A strong start – or at the very least not a morale-sagging, rotten one – is more important than ever this time around.

Nobody would suggest everything is perfect with the club behind the scenes at Goodison. Everyone knows that finances are too tight, and Everton’s best players will continue to be seen as available for poaching by the cash-rich big boys.

And yes, new signings this summer could have sparked more from the current squad as well as simply bolstering a group of senior players that is extremely compact to say the least.

But Moyes is the master of turning circumstances on their head, he has proved it time and time again.

The high-point of his reign so far, that odds-defying fourth place finish in 2005, was achieved after he was forced to sell the brightest prospect in English football for a generation.

History proves Moyes does not give in, and neither do his teams. And history is something the Blues boss can lay claim to now – he will celebrate his 10th anniversary in the Goodison hot-seat this summer.

So there is a feeling that something tangible must happen in this forthcoming 2011/12 campaign.

If Moyes is tiring of going to the well and back time and time again, this could be one final, forceful push towards the stars.
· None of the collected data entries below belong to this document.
// Tune image storage
pub mod byte_arena;

pub use byte_arena::{ArenaError, ByteArena};
// Sub-byte bit packing for table cells

use super::elements::{ElementError, Result};

/// Largest supported field width in bits
pub const MAX_WIDTH: u32 = 32;

/// Mask covering the low @width bits
pub fn width_mask(width: u32) -> u64 {
    (1u64 << width) - 1
}

/// Smallest and largest raw value a field of @width bits can hold
pub fn raw_range(width: u32, signed: bool) -> (i64, i64) {
    if signed {
        let half = 1i64 << (width - 1);
        (-half, half - 1)
    } else {
        (0, width_mask(width) as i64)
    }
}

fn check_args(data: &[u8], byte_offset: usize, bit_offset: u32, width: u32) -> Result<()> {
    assert!(
        (1..=MAX_WIDTH).contains(&width),
        "bit field width {} outside 1..={}",
        width,
        MAX_WIDTH
    );
    assert!(bit_offset < 8, "bit offset {} is not within a byte", bit_offset);

    let bytes = ((bit_offset + width + 7) / 8) as usize;
    match byte_offset.checked_add(bytes) {
        Some(end) if end <= data.len() => Ok(()),
        _ => Err(ElementError::InsufficientData {
            offset: byte_offset,
            expected: bytes,
            actual: data.len(),
        }),
    }
}

/// Read a @width-bit integer starting at bit @bit_offset of @byte_offset
///
/// Bits are taken least-significant first: the remaining high bits of the
/// first byte, then whole bytes, then the low bits of the last byte.
/// Signed fields are sign extended from bit `width - 1`.
///
/// # Panics
/// When `width` is 0 or above [`MAX_WIDTH`], or `bit_offset >= 8`.
pub fn read_bits(
    data: &[u8],
    byte_offset: usize,
    bit_offset: u32,
    width: u32,
    signed: bool,
) -> Result<i64> {
    check_args(data, byte_offset, bit_offset, width)?;

    let mut value: u64 = 0;
    let mut shift = 0;
    let mut remaining = width;
    let mut bit = bit_offset;
    let mut pos = byte_offset;

    while remaining > 0 {
        let take = (8 - bit).min(remaining);
        let chunk = (data[pos] >> bit) as u64 & width_mask(take);
        value |= chunk << shift;
        shift += take;
        remaining -= take;
        bit = 0;
        pos += 1;
    }

    let mut value = value as i64;
    if signed && value & (1i64 << (width - 1)) != 0 {
        value -= 1i64 << width;
    }
    Ok(value)
}

/// Write the low @width bits of @value starting at bit @bit_offset of @byte_offset
///
/// Bits of shared bytes outside the field are preserved. Values wider than
/// the field are truncated to its low bits.
///
/// # Panics
/// When `width` is 0 or above [`MAX_WIDTH`], or `bit_offset >= 8`.
pub fn write_bits(
    data: &mut [u8],
    byte_offset: usize,
    bit_offset: u32,
    width: u32,
    value: i64,
) -> Result<()> {
    check_args(data, byte_offset, bit_offset, width)?;

    let mut value = value as u64 & width_mask(width);
    let mut remaining = width;
    let mut bit = bit_offset;
    let mut pos = byte_offset;

    while remaining > 0 {
        let take = (8 - bit).min(remaining);
        let mask = (width_mask(take) << bit) as u8;
        data[pos] = (data[pos] & !mask) | (((value << bit) as u8) & mask);
        value >>= take;
        remaining -= take;
        bit = 0;
        pos += 1;
    }

    Ok(())
}

/// Split an absolute bit address into (byte, bit)
pub fn split_bit_address(bit_address: usize) -> (usize, u32) {
    (bit_address / 8, (bit_address % 8) as u32)
}

#[cfg(test)]
mod tests {
    use super::*;

    #[test]
    fn test_every_value_round_trips() {
        for &width in &[4u32, 8, 12, 16] {
            for &signed in &[false, true] {
                let (lo, hi) = raw_range(width, signed);
                for bit in [0u32, 3, 4] {
                    let mut data = [0u8; 4];
                    for v in lo..=hi {
                        write_bits(&mut data, 1, bit, width, v).unwrap();
                        assert_eq!(
                            read_bits(&data, 1, bit, width, signed).unwrap(),
                            v,
                            "width {} signed {} bit {}",
                            width,
                            signed,
                            bit
                        );
                    }
                }
            }
        }
    }

    #[test]
    fn test_neighbours_are_preserved() {
        // Three 4-bit cells sharing bytes, then a 12-bit cell straddling two bytes
        let mut data = [0u8; 4];
        write_bits(&mut data, 0, 0, 4, 0xA).unwrap();
        write_bits(&mut data, 0, 4, 4, 0x5).unwrap();
        write_bits(&mut data, 1, 0, 4, 0xF).unwrap();
        write_bits(&mut data, 1, 4, 12, 0xABC).unwrap();
        assert_eq!(data, [0x5A, 0xCF, 0xAB, 0x00]);

        // Rewriting a middle cell leaves the others alone
        write_bits(&mut data, 0, 4, 4, 0x0).unwrap();
        assert_eq!(read_bits(&data, 0, 0, 4, false).unwrap(), 0xA);
        assert_eq!(read_bits(&data, 0, 4, 4, false).unwrap(), 0x0);
        assert_eq!(read_bits(&data, 1, 0, 4, false).unwrap(), 0xF);
        assert_eq!(read_bits(&data, 1, 4, 12, false).unwrap(), 0xABC);

        let mut ones = [0xFFu8; 2];
        write_bits(&mut ones, 0, 2, 4, 0).unwrap();
        assert_eq!(ones, [0xC3, 0xFF]);
    }

    #[test]
    fn test_sign_extension() {
        let data = [0x0F];
        assert_eq!(read_bits(&data, 0, 0, 4, true).unwrap(), -1);
        assert_eq!(read_bits(&data, 0, 0, 4, false).unwrap(), 15);
        assert_eq!(read_bits(&[0x08], 0, 0, 4, true).unwrap(), -8);
        assert_eq!(read_bits(&[0x07], 0, 0, 4, true).unwrap(), 7);
    }

    #[test]
    fn test_overflow_is_masked() {
        let mut data = [0u8; 2];
        write_bits(&mut data, 0, 0, 4, 0x1F).unwrap();
        assert_eq!(data, [0x0F, 0x00]);
        write_bits(&mut data, 0, 0, 8, 300).unwrap();
        assert_eq!(data, [44, 0x00]);
    }

    #[test]
    fn test_out_of_bounds() {
        let mut data = [0u8; 2];
        assert!(read_bits(&data, 1, 4, 8, false).is_err());
        assert!(write_bits(&mut data, 2, 0, 1, 1).is_err());
        assert_eq!(data, [0, 0]);
        assert!(read_bits(&data, 1, 4, 4, false).is_ok());
    }

    #[test]
    #[should_panic]
    fn test_zero_width_panics() {
        let _ = read_bits(&[0u8; 2], 0, 0, 0, false);
    }

    #[test]
    fn test_split_bit_address() {
        assert_eq!(split_bit_address(0), (0, 0));
        assert_eq!(split_bit_address(13), (1, 5));
    }
}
Once dubbed the best pound for pound manager in the league, this could be time for him to deliver his Hollywood punch – a blow against the cards that stuns everyone like Julian Jackson’s on Herol Graham in 1990.

There is a feeling that fate is about to play its hand. Many optimists suggested that last season was going to be the special one. It was, they hoped, the time when Everton – having kept hold of their best players and consolidated on another thrilling post Christmas recovery – would break into the top four.

Even Alex Ferguson tipped his hat towards the Blues when asked for his Champions League qualification outsiders.

Those optimists won’t be as numerous or vocal at the moment, but they would do well not to write Everton off either.

At the time of going to press, there may have been no marquee signings – or indeed any incomings at all in L4 – but Moyes’ current squad remain as determined to upset the odds.

There is a steely core of talented veterans who, if pushed, might admit their time is running out to lift silverware with Everton, and they will now be more focused and hungrier than ever before.

Phil Neville at 34, Time Cahill at 31, and Mikel Arteta at 29, are held in the highest of regards by their manager and supporters alike.

What a crying shame it would be if those three, not to mention Tony Hibbert and Leon Osman, both 30, did not get to share in a notch on the Goodison honour board.

All of them deserve something, whether it’s a trophy or a fantastic season that propels the club back into Europe against all those mounting odds.

Wouldn’t it be special if between them – and their ever scheming, ever success-hungry manager – they made it happen this season.

Instead of discussing transfer funds and a season of frustration on the periphery of success thanks to a dismal start, everyone associated with the club could be looking back with deep satisfaction come next May.

Perhaps, just perhaps, Moyes could dust off the cardigan and champagne flutes he memorably produced on TV in May, 2005.

Who knows? There’s only one certainty – you can’t write off David Moyes’ Everton.